_Recorded data_.
┏━━

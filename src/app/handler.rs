//! Input handling: maps key/mouse events to state mutations.
//!
//! Handlers only move the scroll target or flip settings.  The stack is
//! never recomputed here; that waits for the next frame.

use std::time::Instant;

use crossterm::event::{KeyCode, KeyEvent, KeyEventKind, KeyModifiers, MouseEvent, MouseEventKind};

use super::page::NAV_LINKS;
use super::settings::SETTINGS_ITEMS;
use super::state::{ActiveView, AppState};

/// Rows per mouse wheel notch.
const WHEEL_ROWS: f64 = 3.0;

/// Process a key event, dispatching based on the active view.
pub fn handle_key(state: &mut AppState, key: KeyEvent, now: Instant) {
    if key.kind == KeyEventKind::Release {
        return;
    }
    // Ctrl+c always quits, regardless of view.
    if key.modifiers.contains(KeyModifiers::CONTROL) && key.code == KeyCode::Char('c') {
        state.should_quit = true;
        return;
    }

    match state.active_view {
        ActiveView::Page => handle_page_key(state, key, now),
        ActiveView::SettingsMenu => handle_settings_key(state, key),
    }
}

fn handle_page_key(state: &mut AppState, key: KeyEvent, now: Instant) {
    let page_rows = state.page.viewport_height;
    match key.code {
        KeyCode::Char('q') | KeyCode::Esc => state.should_quit = true,
        KeyCode::Char('?') => {
            state.active_view = ActiveView::SettingsMenu;
            state.settings_selected = 0;
        }
        KeyCode::Up | KeyCode::Char('k') => state.scroll_by(-1.0, now, true),
        KeyCode::Down | KeyCode::Char('j') => state.scroll_by(1.0, now, true),
        KeyCode::PageUp => state.scroll_by(-page_rows, now, true),
        KeyCode::PageDown | KeyCode::Char(' ') => state.scroll_by(page_rows, now, true),
        KeyCode::Home | KeyCode::Char('g') => state.scroll_to(0.0, now, true),
        KeyCode::End | KeyCode::Char('G') => {
            let end = state.page.max_scroll();
            state.scroll_to(end, now, true);
        }
        KeyCode::Char(c @ '1'..='9') => {
            let index = (c as usize) - ('1' as usize);
            if let Some(&(_, kind)) = NAV_LINKS.get(index) {
                state.jump_to_section(kind, now);
            }
        }
        _ => {}
    }
}

fn handle_settings_key(state: &mut AppState, key: KeyEvent) {
    match key.code {
        KeyCode::Esc | KeyCode::Char('?') | KeyCode::Char('q') => {
            state.active_view = ActiveView::Page;
        }
        KeyCode::Up | KeyCode::Char('k') => {
            state.settings_selected = state.settings_selected.saturating_sub(1);
        }
        KeyCode::Down | KeyCode::Char('j') => {
            if state.settings_selected + 1 < SETTINGS_ITEMS.len() {
                state.settings_selected += 1;
            }
        }
        KeyCode::Enter | KeyCode::Char(' ') => {
            if let Some(item) = SETTINGS_ITEMS.get(state.settings_selected) {
                item.activate(state);
                state.status_message = Some(format!("{} updated", item.label()));
            }
        }
        _ => {}
    }
}

/// Wheel scrolling moves the page immediately, like a browser.
pub fn handle_mouse(state: &mut AppState, mouse: MouseEvent, now: Instant) {
    if state.active_view != ActiveView::Page {
        return;
    }
    match mouse.kind {
        MouseEventKind::ScrollDown => state.scroll_by(WHEEL_ROWS, now, false),
        MouseEventKind::ScrollUp => state.scroll_by(-WHEEL_ROWS, now, false),
        _ => {}
    }
}

#[cfg(test)]
mod tests {
    use super::*;
    use crate::app::page::SectionKind;
    use crate::config::AnimatorConfig;
    use crossterm::event::KeyEventState;

    fn key(code: KeyCode) -> KeyEvent {
        KeyEvent {
            code,
            modifiers: KeyModifiers::NONE,
            kind: KeyEventKind::Press,
            state: KeyEventState::NONE,
        }
    }

    fn wheel(kind: MouseEventKind) -> MouseEvent {
        MouseEvent {
            kind,
            column: 0,
            row: 0,
            modifiers: KeyModifiers::NONE,
        }
    }

    fn state() -> AppState {
        AppState::new(AnimatorConfig::default(), 100, 30, false)
    }

    #[test]
    fn wheel_scrolls_immediately_without_computing() {
        let mut s = state();
        let now = Instant::now();
        s.on_frame(now);
        assert!(!s.driver.has_pending_frame());

        handle_mouse(&mut s, wheel(MouseEventKind::ScrollDown), now);
        assert_eq!(s.scroll_offset(), WHEEL_ROWS);
        assert!(s.driver.has_pending_frame());
    }

    #[test]
    fn wheel_up_at_top_stays_at_top() {
        let mut s = state();
        handle_mouse(&mut s, wheel(MouseEventKind::ScrollUp), Instant::now());
        assert_eq!(s.scroll_offset(), 0.0);
    }

    #[test]
    fn number_keys_target_nav_sections() {
        let mut s = state();
        handle_key(&mut s, key(KeyCode::Char('3')), Instant::now());
        assert_eq!(s.scroll.target(), s.page.section(SectionKind::Capabilities).top);
    }

    #[test]
    fn settings_menu_toggles_mobile_preview() {
        let mut s = state();
        handle_key(&mut s, key(KeyCode::Char('?')), Instant::now());
        assert_eq!(s.active_view, ActiveView::SettingsMenu);

        // Mobile Preview is session-only, so nothing is written to disk.
        handle_key(&mut s, key(KeyCode::Down), Instant::now());
        handle_key(&mut s, key(KeyCode::Down), Instant::now());
        assert_eq!(SETTINGS_ITEMS[s.settings_selected].label(), "Mobile Preview");
        handle_key(&mut s, key(KeyCode::Enter), Instant::now());
        assert!(s.force_mobile);
        assert!(!s.driver.animator().settings().style.blur_enabled);

        handle_key(&mut s, key(KeyCode::Esc), Instant::now());
        assert_eq!(s.active_view, ActiveView::Page);
    }

    #[test]
    fn ctrl_c_quits_from_anywhere() {
        let mut s = state();
        s.active_view = ActiveView::SettingsMenu;
        let mut k = key(KeyCode::Char('c'));
        k.modifiers = KeyModifiers::CONTROL;
        handle_key(&mut s, k, Instant::now());
        assert!(s.should_quit);
    }
}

┗━━

_Exercise requirements_.
Copy out every line of the listing that contains the string "crate".

_Exercise response_.
    use crate::app::page::SectionKind;
    use crate::config::AnimatorConfig;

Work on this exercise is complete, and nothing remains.